Dataset records ▸
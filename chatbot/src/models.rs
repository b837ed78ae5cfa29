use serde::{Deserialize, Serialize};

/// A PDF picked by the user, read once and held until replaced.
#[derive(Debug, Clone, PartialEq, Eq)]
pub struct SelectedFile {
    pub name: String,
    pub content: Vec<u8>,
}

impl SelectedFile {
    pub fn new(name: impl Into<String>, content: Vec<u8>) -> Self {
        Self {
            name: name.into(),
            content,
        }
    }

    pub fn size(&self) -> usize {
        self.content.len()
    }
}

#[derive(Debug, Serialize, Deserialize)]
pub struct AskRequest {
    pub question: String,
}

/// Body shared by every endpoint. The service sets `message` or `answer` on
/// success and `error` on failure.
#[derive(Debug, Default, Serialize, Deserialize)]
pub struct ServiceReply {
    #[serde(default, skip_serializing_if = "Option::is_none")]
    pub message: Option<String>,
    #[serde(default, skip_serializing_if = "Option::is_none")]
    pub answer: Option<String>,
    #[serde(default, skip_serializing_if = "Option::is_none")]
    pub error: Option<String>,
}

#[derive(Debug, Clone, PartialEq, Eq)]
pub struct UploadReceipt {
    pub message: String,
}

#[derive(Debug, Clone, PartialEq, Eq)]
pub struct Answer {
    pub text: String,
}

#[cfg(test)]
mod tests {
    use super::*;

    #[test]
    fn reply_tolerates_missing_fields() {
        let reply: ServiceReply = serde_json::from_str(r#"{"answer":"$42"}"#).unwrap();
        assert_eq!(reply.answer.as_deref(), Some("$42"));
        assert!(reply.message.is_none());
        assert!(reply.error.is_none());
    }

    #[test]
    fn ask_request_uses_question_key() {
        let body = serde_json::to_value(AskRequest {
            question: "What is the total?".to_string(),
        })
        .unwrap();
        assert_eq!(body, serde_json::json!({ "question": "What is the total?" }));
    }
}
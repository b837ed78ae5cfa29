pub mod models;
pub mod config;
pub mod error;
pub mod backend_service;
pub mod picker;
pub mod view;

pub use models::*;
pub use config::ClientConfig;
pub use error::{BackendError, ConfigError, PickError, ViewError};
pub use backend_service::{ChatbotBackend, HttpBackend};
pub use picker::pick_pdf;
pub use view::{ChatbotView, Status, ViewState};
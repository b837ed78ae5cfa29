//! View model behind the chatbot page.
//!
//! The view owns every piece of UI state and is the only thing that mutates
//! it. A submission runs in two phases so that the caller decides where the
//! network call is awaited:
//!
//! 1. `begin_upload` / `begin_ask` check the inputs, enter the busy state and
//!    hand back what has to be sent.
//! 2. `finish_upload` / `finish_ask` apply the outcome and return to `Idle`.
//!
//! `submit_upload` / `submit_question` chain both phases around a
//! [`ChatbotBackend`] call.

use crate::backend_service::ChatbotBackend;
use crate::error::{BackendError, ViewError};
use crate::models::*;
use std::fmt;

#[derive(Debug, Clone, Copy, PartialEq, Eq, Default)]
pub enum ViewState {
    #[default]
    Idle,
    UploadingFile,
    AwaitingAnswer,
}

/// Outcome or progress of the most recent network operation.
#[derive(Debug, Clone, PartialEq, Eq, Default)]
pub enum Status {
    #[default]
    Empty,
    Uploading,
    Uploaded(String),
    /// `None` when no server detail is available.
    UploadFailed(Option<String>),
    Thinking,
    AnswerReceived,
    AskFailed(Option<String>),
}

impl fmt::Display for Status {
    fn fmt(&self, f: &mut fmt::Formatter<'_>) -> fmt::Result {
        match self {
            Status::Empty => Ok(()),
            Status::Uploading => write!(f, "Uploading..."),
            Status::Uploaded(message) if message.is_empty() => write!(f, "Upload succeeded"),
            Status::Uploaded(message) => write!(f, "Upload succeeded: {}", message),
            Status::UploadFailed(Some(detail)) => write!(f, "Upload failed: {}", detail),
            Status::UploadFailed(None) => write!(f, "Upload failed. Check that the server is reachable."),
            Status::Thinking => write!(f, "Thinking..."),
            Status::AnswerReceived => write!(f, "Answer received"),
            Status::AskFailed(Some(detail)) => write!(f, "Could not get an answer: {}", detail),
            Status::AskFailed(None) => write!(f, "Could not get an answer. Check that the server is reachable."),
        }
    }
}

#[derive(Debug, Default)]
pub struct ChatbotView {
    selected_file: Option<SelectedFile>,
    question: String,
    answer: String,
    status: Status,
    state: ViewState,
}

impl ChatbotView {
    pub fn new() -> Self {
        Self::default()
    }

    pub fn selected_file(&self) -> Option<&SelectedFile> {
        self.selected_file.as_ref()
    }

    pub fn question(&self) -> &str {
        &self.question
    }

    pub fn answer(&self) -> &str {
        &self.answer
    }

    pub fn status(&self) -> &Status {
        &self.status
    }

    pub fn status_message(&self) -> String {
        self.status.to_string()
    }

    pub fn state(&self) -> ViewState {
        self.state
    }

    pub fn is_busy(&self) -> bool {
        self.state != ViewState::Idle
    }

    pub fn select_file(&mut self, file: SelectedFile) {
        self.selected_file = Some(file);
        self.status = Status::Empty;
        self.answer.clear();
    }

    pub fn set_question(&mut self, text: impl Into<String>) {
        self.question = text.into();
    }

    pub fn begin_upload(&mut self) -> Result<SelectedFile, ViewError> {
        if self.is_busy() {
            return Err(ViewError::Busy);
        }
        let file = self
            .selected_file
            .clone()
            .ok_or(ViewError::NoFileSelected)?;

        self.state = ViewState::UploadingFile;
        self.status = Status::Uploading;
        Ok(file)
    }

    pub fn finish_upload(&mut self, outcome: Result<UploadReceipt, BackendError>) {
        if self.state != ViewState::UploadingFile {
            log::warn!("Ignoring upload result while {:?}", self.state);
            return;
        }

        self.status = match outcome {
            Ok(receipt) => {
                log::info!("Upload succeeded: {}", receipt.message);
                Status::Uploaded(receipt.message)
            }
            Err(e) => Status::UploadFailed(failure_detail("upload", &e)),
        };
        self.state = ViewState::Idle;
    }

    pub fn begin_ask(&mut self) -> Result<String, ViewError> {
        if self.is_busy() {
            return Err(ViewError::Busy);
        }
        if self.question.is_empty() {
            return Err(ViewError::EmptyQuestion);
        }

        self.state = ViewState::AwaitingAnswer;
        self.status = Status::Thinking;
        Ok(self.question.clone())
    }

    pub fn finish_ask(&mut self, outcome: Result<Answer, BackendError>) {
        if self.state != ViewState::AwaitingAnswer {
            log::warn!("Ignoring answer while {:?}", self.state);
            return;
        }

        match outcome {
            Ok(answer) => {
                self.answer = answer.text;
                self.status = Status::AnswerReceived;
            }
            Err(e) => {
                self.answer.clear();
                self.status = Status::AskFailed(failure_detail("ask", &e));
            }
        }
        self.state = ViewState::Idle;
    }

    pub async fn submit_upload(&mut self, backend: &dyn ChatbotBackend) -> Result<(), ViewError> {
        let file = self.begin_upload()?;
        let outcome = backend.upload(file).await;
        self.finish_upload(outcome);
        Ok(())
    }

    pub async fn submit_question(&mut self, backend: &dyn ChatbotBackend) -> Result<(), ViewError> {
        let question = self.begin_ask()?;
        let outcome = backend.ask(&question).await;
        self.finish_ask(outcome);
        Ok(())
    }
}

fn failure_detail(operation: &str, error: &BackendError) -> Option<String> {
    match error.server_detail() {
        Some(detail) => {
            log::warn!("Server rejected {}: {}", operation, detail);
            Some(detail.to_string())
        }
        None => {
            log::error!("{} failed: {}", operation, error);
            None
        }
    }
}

Exercise brief ▸ Nothing but the lines from the one holding "let question = self.begin_ask()?;" to the end of the entries should be output, each exactly as it appears.

Task solution ▸
        let question = self.begin_ask()?;
        let outcome = backend.ask(&question).await;
        self.finish_ask(outcome);
        Ok(())
    }
}

fn failure_detail(operation: &str, error: &BackendError) -> Option<String> {
    match error.server_detail() {
        Some(detail) => {
            log::warn!("Server rejected {}: {}", operation, detail);
            Some(detail.to_string())
        }
        None => {
            log::error!("{} failed: {}", operation, error);
            None
        }
    }
}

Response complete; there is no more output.